## TASK DIRECTIONS
How many of the lines in the material below contain the word "ProcListeners"? Give the number alone.

## STORED DATA
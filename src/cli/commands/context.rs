//! What every command needs: where the service lives and its settings.

use std::path::{Path, PathBuf};

use crate::cli::args::Cli;
use crate::config::{find_project_root, load_config, validate, TetherConfig};
use crate::error::Result;
use crate::supervisor::health::DEFAULT_TIMEOUT;
use crate::supervisor::{
    ChildLauncher, HttpLiveness, ProcListeners, ServiceSupervisor, SupervisorSettings,
    SystemProcesses,
};

/// Service location plus the global flag overrides.
#[derive(Debug, Clone, Default)]
pub struct CommandContext {
    pub project_root: PathBuf,
    pub config_path: Option<PathBuf>,
    pub port: Option<u16>,
}

impl CommandContext {
    pub fn new(project_root: impl Into<PathBuf>) -> Self {
        Self {
            project_root: project_root.into(),
            ..Default::default()
        }
    }

    /// `--project` wins; otherwise walk up from `cwd` looking for the service.
    pub fn from_cli(cli: &Cli, cwd: &Path) -> Self {
        let project_root = match &cli.project {
            Some(project) => project.clone(),
            None => find_project_root(cwd).unwrap_or_else(|| cwd.to_path_buf()),
        };
        Self {
            project_root,
            config_path: cli.config.clone(),
            port: cli.port,
        }
    }

    pub fn project_root(&self) -> &Path {
        &self.project_root
    }

    /// Load, apply overrides, validate.
    pub fn load_config(&self) -> Result<TetherConfig> {
        let mut config = load_config(&self.project_root, self.config_path.as_deref())?;
        if let Some(port) = self.port {
            tracing::debug!("Port overridden to {}", port);
            config.service.port = port;
        }
        validate(&config)?;
        Ok(config)
    }

    /// A config path resolved against the project root.
    pub fn resolve(&self, path: &Path) -> PathBuf {
        TetherConfig::resolve(&self.project_root, path)
    }
}

/// The real process table, procfs listeners, HTTP probe and launcher.
pub struct SystemServices {
    processes: SystemProcesses,
    listeners: ProcListeners,
    liveness: HttpLiveness,
    launcher: ChildLauncher,
}

impl SystemServices {
    pub fn new(config: &TetherConfig) -> Result<Self> {
        Ok(Self {
            processes: SystemProcesses,
            listeners: ProcListeners::new(config.service.host.clone()),
            liveness: HttpLiveness::new(config.service.health_url(), DEFAULT_TIMEOUT)?,
            launcher: ChildLauncher,
        })
    }

    pub fn supervisor(&self, settings: SupervisorSettings) -> ServiceSupervisor<'_> {
        ServiceSupervisor::new(
            settings,
            &self.processes,
            &self.listeners,
            &self.liveness,
            &self.launcher,
        )
    }
}

/// Answer to a takeover question the supervisor asks mid-operation.
///
/// Only a decision made before the operation began counts. An untracked
/// instance that shows up later was never shown to the user, so it is left
/// running even under `--yes`.
pub fn prior_takeover_answer(takeover: Option<bool>, question: &str) -> bool {
    takeover.unwrap_or_else(|| {
        tracing::warn!("Not terminating an instance nobody was asked about: {}", question);
        false
    })
}

#[cfg(test)]
pub(crate) fn free_port() -> u16 {
    std::net::TcpListener::bind("127.0.0.1:0")
        .and_then(|l| l.local_addr())
        .map(|a| a.port())
        .unwrap()
}

#[cfg(test)]
mod tests {
    use super::*;
    use clap::Parser;
    use std::fs;
    use tempfile::TempDir;

    #[test]
    fn late_takeover_question_is_declined() {
        assert!(!prior_takeover_answer(None, "Terminate process 4100?"));
    }

    #[test]
    fn up_front_takeover_answer_is_kept() {
        assert!(prior_takeover_answer(Some(true), "Terminate process 4100?"));
        assert!(!prior_takeover_answer(Some(false), "Terminate process 4100?"));
    }

    #[test]
    fn project_flag_wins() {
        let cli = Cli::try_parse_from(["tether", "-p", "/srv/rates", "status"]).unwrap();
        let ctx = CommandContext::from_cli(&cli, Path::new("/tmp"));
        assert_eq!(ctx.project_root(), Path::new("/srv/rates"));
    }

    #[test]
    fn discovers_root_from_subdirectory() {
        let temp = TempDir::new().unwrap();
        fs::create_dir_all(temp.path().join(".tether")).unwrap();
        let sub = temp.path().join("logs");
        fs::create_dir_all(&sub).unwrap();

        let cli = Cli::try_parse_from(["tether", "status"]).unwrap();
        let ctx = CommandContext::from_cli(&cli, &sub);
        assert_eq!(ctx.project_root(), temp.path());
    }

    #[test]
    fn port_override_applies() {
        let temp = TempDir::new().unwrap();
        let mut ctx = CommandContext::new(temp.path());
        ctx.port = Some(8081);
        assert_eq!(ctx.load_config().unwrap().service.port, 8081);
    }

    #[test]
    fn invalid_config_is_rejected() {
        let temp = TempDir::new().unwrap();
        fs::create_dir_all(temp.path().join(".tether")).unwrap();
        fs::write(
            temp.path().join(".tether/config.yml"),
            "timings:\n  poll_interval_ms: 0\n",
        )
        .unwrap();

        let err = CommandContext::new(temp.path()).load_config().unwrap_err();
        assert!(err.to_string().contains("poll_interval_ms"));
    }

    #[test]
    fn config_flag_must_exist() {
        let temp = TempDir::new().unwrap();
        let mut ctx = CommandContext::new(temp.path());
        ctx.config_path = Some(temp.path().join("missing.yml"));
        assert!(ctx.load_config().is_err());
    }
}
//! Command dispatching.
//!
//! - [`Command`] trait for implementing commands
//! - [`CommandResult`] for uniform result reporting
//! - [`CommandDispatcher`] for routing CLI subcommands

use crate::cli::args::{Cli, Commands, StatusArgs};
use crate::cli::exit_codes;
use crate::error::Result;
use crate::ui::UserInterface;

use super::context::CommandContext;

/// A CLI subcommand.
pub trait Command {
    fn execute(&self, ui: &mut dyn UserInterface) -> Result<CommandResult>;
}

/// Result of command execution.
#[derive(Debug, PartialEq, Eq)]
pub struct CommandResult {
    pub success: bool,
    /// Process exit code.
    pub exit_code: i32,
}

impl CommandResult {
    pub fn success() -> Self {
        Self {
            success: true,
            exit_code: exit_codes::SUCCESS,
        }
    }

    pub fn failure(exit_code: i32) -> Self {
        Self {
            success: false,
            exit_code,
        }
    }

    /// Nothing to do because the service is already in the requested state.
    pub fn already_in_state() -> Self {
        Self::failure(exit_codes::ALREADY_IN_STATE)
    }
}

/// Routes subcommands to their implementations.
pub struct CommandDispatcher {
    context: CommandContext,
}

impl CommandDispatcher {
    pub fn new(context: CommandContext) -> Self {
        Self { context }
    }

    pub fn dispatch(&self, cli: &Cli, ui: &mut dyn UserInterface) -> Result<CommandResult> {
        let ctx = self.context.clone();
        match &cli.command {
            Some(Commands::Start(args)) => {
                super::start::StartCommand::new(ctx, args.clone()).execute(ui)
            }
            Some(Commands::Stop(args)) => {
                super::stop::StopCommand::new(ctx, args.clone()).execute(ui)
            }
            Some(Commands::Status(args)) => {
                super::status::StatusCommand::new(ctx, args.clone()).execute(ui)
            }
            Some(Commands::Check(args)) => {
                super::check::CheckCommand::new(ctx, args.clone()).execute(ui)
            }
            Some(Commands::Install(args)) => {
                super::install::InstallCommand::new(ctx, args.clone()).execute(ui)
            }
            Some(Commands::Setup(args)) => {
                super::setup::SetupCommand::new(ctx, args.clone()).execute(ui)
            }
            None => super::status::StatusCommand::new(ctx, StatusArgs::default()).execute(ui),
        }
    }
}

#[cfg(test)]
mod tests {
    use super::*;
    use crate::ui::MockUI;
    use clap::Parser;
    use tempfile::TempDir;

    #[test]
    fn command_result_codes() {
        assert_eq!(CommandResult::success().exit_code, 0);
        assert_eq!(CommandResult::failure(4).exit_code, 4);
        assert!(!CommandResult::already_in_state().success);
        assert_eq!(CommandResult::already_in_state().exit_code, 3);
    }

    #[test]
    fn no_subcommand_shows_status() {
        let temp = TempDir::new().unwrap();
        let cli = Cli::try_parse_from(["tether"]).unwrap();
        let mut ctx = CommandContext::new(temp.path());
        ctx.port = Some(crate::cli::commands::context::free_port());
        let dispatcher = CommandDispatcher::new(ctx);
        let mut ui = MockUI::new();

        let result = dispatcher.dispatch(&cli, &mut ui).unwrap();
        assert!(result.success);
        assert!(ui.has_message("STOPPED"));
    }
}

## TASK OUTPUT
3